Pour être tout à fait clair sur ce point, je vais me permettre d’ajouter un élément tout à fait personnel.

Il se trouve qu’à trente trois, j’ai vécu une expérience de la Lumière, une théophanie, qui m’a enlevé tout doute au sujet de la réalité de celle-ci. Après cette apocalypse, j’ai vécu une plénitude intérieure pendant deux à trois mois. Un état de grâce, une proximité, une intimité avec le feu intérieur qui peu à peu s’est éteint. Cela a été très difficile de quitter cela. Il ne reste en moi qu’un minuscule grain de sable. Un grain que nous avons tous. La seule différence, c’est que j’en suis conscient : je sais que c’est là. Cela fait partie de moi comme ma peau, mes ongles ou mon foie. Cela a cette évidence là. Je sais que l’amour inconditionnel est une réalité. Je sais aussi que c’est une essence, trop puissante pour exister pleinement dans le monde matériel sous peine de le réduire en cendres et d’occuper tous les espaces.

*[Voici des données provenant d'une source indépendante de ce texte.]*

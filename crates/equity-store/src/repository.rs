//! DuckDB storage for daily time series tables.

use chrono::NaiveDate;
use duckdb::{params, params_from_iter, Connection};
use equity_core::{DailyBar, IfExists, TableError, TimeSeriesTable};
use serde::{Deserialize, Serialize};
use std::path::{Path, PathBuf};

use crate::error::{Result, StoreError};

/// Outcome of a successful insert.
#[derive(Debug, Clone, Copy, PartialEq, Eq, Serialize, Deserialize)]
pub struct InsertReport {
    pub transaction_successful: bool,
    pub records_inserted: usize,
}

/// Named-table repository over a DuckDB connection.
///
/// Each table holds one time series: a `date` column followed by the OHLCV
/// columns. Tables have no primary key, so appends may store a date twice.
#[derive(Debug)]
pub struct SqlRepository {
    conn: Connection,
}

impl SqlRepository {
    /// Wrap a caller-supplied connection.
    pub fn new(conn: Connection) -> Self {
        Self { conn }
    }

    /// Create or open a DuckDB database at the given path.
    pub fn open<P: AsRef<Path>>(path: P) -> Result<Self> {
        // Ensure parent directory exists
        if let Some(parent) = path.as_ref().parent() {
            if !parent.as_os_str().is_empty() {
                std::fs::create_dir_all(parent)?;
            }
        }

        let conn = Connection::open(path.as_ref())?;
        log::debug!("Opened database {:?}", path.as_ref());
        Ok(Self::new(conn))
    }

    /// Open a database file that must already exist.
    ///
    /// Unlike [`SqlRepository::open`], nothing is created on disk when the
    /// file is missing.
    pub fn open_existing<P: AsRef<Path>>(path: P) -> Result<Self> {
        let path = path.as_ref();
        if !path.is_file() {
            return Err(StoreError::DatabaseNotFound(PathBuf::from(path)));
        }
        Ok(Self::new(Connection::open(path)?))
    }

    /// Open a private in-memory database.
    pub fn open_in_memory() -> Result<Self> {
        Ok(Self::new(Connection::open_in_memory()?))
    }

    /// Get the underlying connection.
    pub fn connection(&self) -> &Connection {
        &self.conn
    }

    /// Check whether a table with this name exists.
    pub fn table_exists(&self, table_name: &str) -> Result<bool> {
        validate_name(table_name)?;
        table_exists_on(&self.conn, table_name)
    }

    /// Number of rows stored in a table.
    pub fn row_count(&self, table_name: &str) -> Result<u64> {
        let ident = quote_ident(table_name)?;
        if !table_exists_on(&self.conn, table_name)? {
            return Err(StoreError::TableNotFound(table_name.to_string()));
        }
        let count: i64 = self
            .conn
            .query_row(&format!("SELECT COUNT(*) FROM {ident}"), [], |row| row.get(0))?;
        Ok(count as u64)
    }

    /// Insert a series as a table, all in one transaction.
    ///
    /// `if_exists` decides what happens when the table is already there:
    /// - `Fail`: returns [`StoreError::DuplicateTable`] and writes nothing.
    /// - `Replace`: drops the table before inserting the new rows.
    /// - `Append`: inserts the new rows next to the existing ones.
    pub fn insert_table(
        &mut self,
        table_name: &str,
        records: &TimeSeriesTable,
        if_exists: IfExists,
    ) -> Result<InsertReport> {
        let ident = quote_ident(table_name)?;
        let tx = self.conn.transaction()?;

        let exists = table_exists_on(&tx, table_name)?;
        match (if_exists, exists) {
            (IfExists::Fail, true) => {
                return Err(StoreError::DuplicateTable(table_name.to_string()));
            }
            (IfExists::Replace, true) => {
                tx.execute_batch(&format!("DROP TABLE {ident};"))?;
                create_table(&tx, &ident)?;
            }
            (IfExists::Append, true) => {}
            (_, false) => create_table(&tx, &ident)?,
        }

        let mut count = 0;
        {
            let mut stmt = tx.prepare(&format!(
                "INSERT INTO {ident} (date, open, high, low, close, volume)
                 VALUES (CAST(? AS DATE), ?, ?, ?, ?, ?)"
            ))?;

            for bar in records {
                stmt.execute(params![
                    bar.date.format(DATE_FORMAT).to_string(),
                    bar.open,
                    bar.high,
                    bar.low,
                    bar.close,
                    bar.volume,
                ])?;
                count += 1;
            }
        }

        tx.commit()?;

        log::info!(
            "insert_table({}, {}): {} rows written",
            table_name,
            if_exists,
            count
        );

        Ok(InsertReport {
            transaction_successful: true,
            records_inserted: count,
        })
    }

    /// Insert a series, failing if the table already exists.
    pub fn insert_table_default(
        &mut self,
        table_name: &str,
        records: &TimeSeriesTable,
    ) -> Result<InsertReport> {
        self.insert_table(table_name, records, IfExists::default())
    }

    /// Read a table back as a series.
    ///
    /// With `limit` set, only the `limit` most recent dates are returned. Rows
    /// always come back in ascending date order.
    pub fn read_table(&self, table_name: &str, limit: Option<usize>) -> Result<TimeSeriesTable> {
        let ident = quote_ident(table_name)?;
        if limit == Some(0) {
            return Err(StoreError::InvalidLimit);
        }
        if !table_exists_on(&self.conn, table_name)? {
            return Err(StoreError::TableNotFound(table_name.to_string()));
        }

        let index = TimeSeriesTable::INDEX;
        let select = format!("SELECT CAST({index} AS VARCHAR), open, high, low, close, volume");
        // Limits past i64::MAX cannot be bound; they already cover every row.
        let limit = limit.map(|n| i64::try_from(n).unwrap_or(i64::MAX));
        let sql = match limit {
            Some(_) => format!("{select} FROM {ident} ORDER BY {index} DESC LIMIT ?"),
            None => format!("{select} FROM {ident} ORDER BY {index} ASC"),
        };

        let mut stmt = self.conn.prepare(&sql)?;
        let rows = stmt
            .query_map(params_from_iter(limit), |row| {
                Ok((
                    row.get::<_, String>(0)?,
                    row.get::<_, f64>(1)?,
                    row.get::<_, f64>(2)?,
                    row.get::<_, f64>(3)?,
                    row.get::<_, f64>(4)?,
                    row.get::<_, f64>(5)?,
                ))
            })?
            .collect::<std::result::Result<Vec<_>, _>>()?;

        let bars = rows
            .into_iter()
            .map(|(date, open, high, low, close, volume)| {
                let date = NaiveDate::parse_from_str(&date, DATE_FORMAT).map_err(|e| {
                    StoreError::CorruptRow {
                        table: table_name.to_string(),
                        reason: format!("invalid date '{date}': {e}"),
                    }
                })?;
                Ok(DailyBar::new(date, open, high, low, close, volume))
            })
            .collect::<Result<Vec<_>>>()?;

        log::debug!(
            "read_table({}, {:?}): {} rows",
            table_name,
            limit,
            bars.len()
        );

        TimeSeriesTable::from_bars(bars).map_err(|e| match e {
            TableError::DuplicateDate(date) => StoreError::DuplicateDates {
                table: table_name.to_string(),
                date,
            },
        })
    }
}

const DATE_FORMAT: &str = "%Y-%m-%d";

fn validate_name(table_name: &str) -> Result<()> {
    if table_name.trim().is_empty() || table_name.contains('\0') {
        return Err(StoreError::InvalidTableName(table_name.to_string()));
    }
    Ok(())
}

/// Quote a table name as a SQL identifier.
fn quote_ident(table_name: &str) -> Result<String> {
    validate_name(table_name)?;
    Ok(format!("\"{}\"", table_name.replace('"', "\"\"")))
}

/// DuckDB identifiers are case-insensitive, so the lookup is too.
fn table_exists_on(conn: &Connection, table_name: &str) -> Result<bool> {
    let count: i64 = conn.query_row(
        "SELECT COUNT(*) FROM information_schema.tables
         WHERE table_schema = current_schema() AND lower(table_name) = lower(?)",
        params![table_name],
        |row| row.get(0),
    )?;
    Ok(count > 0)
}

fn create_table(conn: &Connection, ident: &str) -> Result<()> {
    conn.execute_batch(&format!(
        r#"
        CREATE TABLE {ident} (
            date DATE NOT NULL,
            open DOUBLE NOT NULL,
            high DOUBLE NOT NULL,
            low DOUBLE NOT NULL,
            close DOUBLE NOT NULL,
            volume DOUBLE NOT NULL
        );
        "#
    ))?;
    Ok(())
}

#[cfg(test)]
mod tests {
    use super::*;

    fn day(d: u32) -> NaiveDate {
        NaiveDate::from_ymd_opt(2024, 5, d).unwrap()
    }

    fn series(days: std::ops::RangeInclusive<u32>) -> TimeSeriesTable {
        let bars = days
            .map(|d| {
                let p = 100.0 + d as f64;
                DailyBar::new(day(d), p, p + 1.5, p - 1.5, p + 0.5, 1000.0 * d as f64)
            })
            .collect();
        TimeSeriesTable::from_bars(bars).unwrap()
    }

    #[test]
    fn test_quote_ident() {
        assert_eq!(quote_ident("IBM").unwrap(), "\"IBM\"");
        assert_eq!(quote_ident("we\"ird").unwrap(), "\"we\"\"ird\"");
        assert!(matches!(quote_ident(""), Err(StoreError::InvalidTableName(_))));
        assert!(matches!(quote_ident("  "), Err(StoreError::InvalidTableName(_))));
    }

    #[test]
    fn test_db_roundtrip() {
        let dir = tempfile::tempdir().unwrap();
        let db_path = dir.path().join("nested").join("test.duckdb");

        let mut repo = SqlRepository::open(&db_path).unwrap();
        let table = series(1..=3);

        let report = repo.insert_table("IBM", &table, IfExists::Replace).unwrap();
        assert_eq!(
            report,
            InsertReport {
                transaction_successful: true,
                records_inserted: 3
            }
        );

        let loaded = repo.read_table("IBM", None).unwrap();
        assert_eq!(loaded, table);
    }

    #[test]
    fn test_table_exists_case_insensitive() {
        let mut repo = SqlRepository::open_in_memory().unwrap();
        assert!(!repo.table_exists("IBM").unwrap());

        repo.insert_table_default("IBM", &series(1..=2)).unwrap();
        assert!(repo.table_exists("IBM").unwrap());
        assert!(repo.table_exists("ibm").unwrap());
    }

    #[test]
    fn test_quoted_name_with_punctuation() {
        let mut repo = SqlRepository::open_in_memory().unwrap();
        repo.insert_table_default("BRK.B", &series(1..=2)).unwrap();
        assert_eq!(repo.read_table("BRK.B", None).unwrap().len(), 2);
        assert_eq!(repo.row_count("BRK.B").unwrap(), 2);
    }

    #[test]
    fn test_empty_series_creates_table() {
        let mut repo = SqlRepository::open_in_memory().unwrap();
        let report = repo
            .insert_table("EMPTY", &TimeSeriesTable::new(), IfExists::Fail)
            .unwrap();
        assert_eq!(report.records_inserted, 0);
        assert!(repo.table_exists("EMPTY").unwrap());
        assert!(repo.read_table("EMPTY", None).unwrap().is_empty());
    }

    #[test]
    fn test_zero_limit_rejected() {
        let mut repo = SqlRepository::open_in_memory().unwrap();
        repo.insert_table_default("IBM", &series(1..=2)).unwrap();
        assert!(matches!(
            repo.read_table("IBM", Some(0)),
            Err(StoreError::InvalidLimit)
        ));
    }

    #[test]
    fn test_open_existing_does_not_create_file() {
        let dir = tempfile::tempdir().unwrap();
        let db_path = dir.path().join("missing").join("stocks.duckdb");

        let err = SqlRepository::open_existing(&db_path).unwrap_err();
        assert!(matches!(err, StoreError::DatabaseNotFound(ref p) if p == &db_path));
        assert!(!db_path.exists());
        assert!(!dir.path().join("missing").exists());

        SqlRepository::open(&db_path).unwrap();
        assert!(SqlRepository::open_existing(&db_path).is_ok());
    }

    #[test]
    fn test_row_count_missing_table() {
        let repo = SqlRepository::open_in_memory().unwrap();
        assert!(matches!(
            repo.row_count("NOPE"),
            Err(StoreError::TableNotFound(_))
        ));
    }
}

Il m’a fallu donc redescendre de la montagne et continuer mon chemin dans le monde des hommes. Et donc retourner aussi vers l’Ombre. Je comprends tout à fait ces gens qui ont vécu une NDE et qui sont revenus comme à regret.

La vie est une expérience, individuelle et globale. L’homme est venu pour parfaire l’humanité et accomplir sa divinité. Il se peut qu’un jour nous n’ayons plus besoin de mourir pour accomplir le but de l’âme, car celle-ci est un outil. Elle n’aura plus alors de raison d’être, et Karma et Dharma seront enfin unifié.

En attendant ce dernier Adam et Eve, la dualité, la polarité est encore le meilleur moyen de se rendre compte de l’unité primordiale de l’Ombre et de la Lumière. En fait seule la lumière existe vraiment, l’Ombre n’est qu’une ombre. Elle n’a pas d’existence propre, c’est la matérialité, la réalité qui la rend visible. Tout comme la terre porte une ombre sur la lune. La Lune c’est l’âme et comprendre la Lune, symboliquement, c’est comprendre la nature humaine. Comprendre la Femme, c’est entendre l’Homme.

Alors non, l’égo n’est pas un lego. Il est cet enfant qui grandit, se déploie autant qu’il se métamorphose.

Je vais m’efforcer d’être synthétique.

J’ai ce sentiment qu’une vision de l’être humain purement mécanique et une conception de celui d’un point de vue plus spirituel et humaniste sont les deux faces d’une même pièce. Elles laissent à penser qu’une forme d’action est nécessaire pour retrouver une forme de normalité, d’équilibre. Il s’agit de mettre en jeu une dynamique, externe ou interne, qui tendrait à une stabilisation temporelle des émois psychiques, individuels et collectifs.

Ces stratégies, à long terme, échouent toutes. La crise du Covid révèle combien notre système civilisationnel est fragile, incomplet, instable, dangereux même. Les futurs sont floutées parce nos racines sont hors sol.

Il est vraiment temps de comprendre que le plus grand inconnu reste la nature humaine. Je ne crois pas qu’il soit possible de se passer d’une complète réévaluation de celle-ci. Refaire de l’Homme un complet inconnu m’apparait indispensable. On est passé à côté de quelque chose. Et déconstruire nos a-priori culturels m’apparait comme la première étape.

Il y a une nouvelle genèse à accomplir.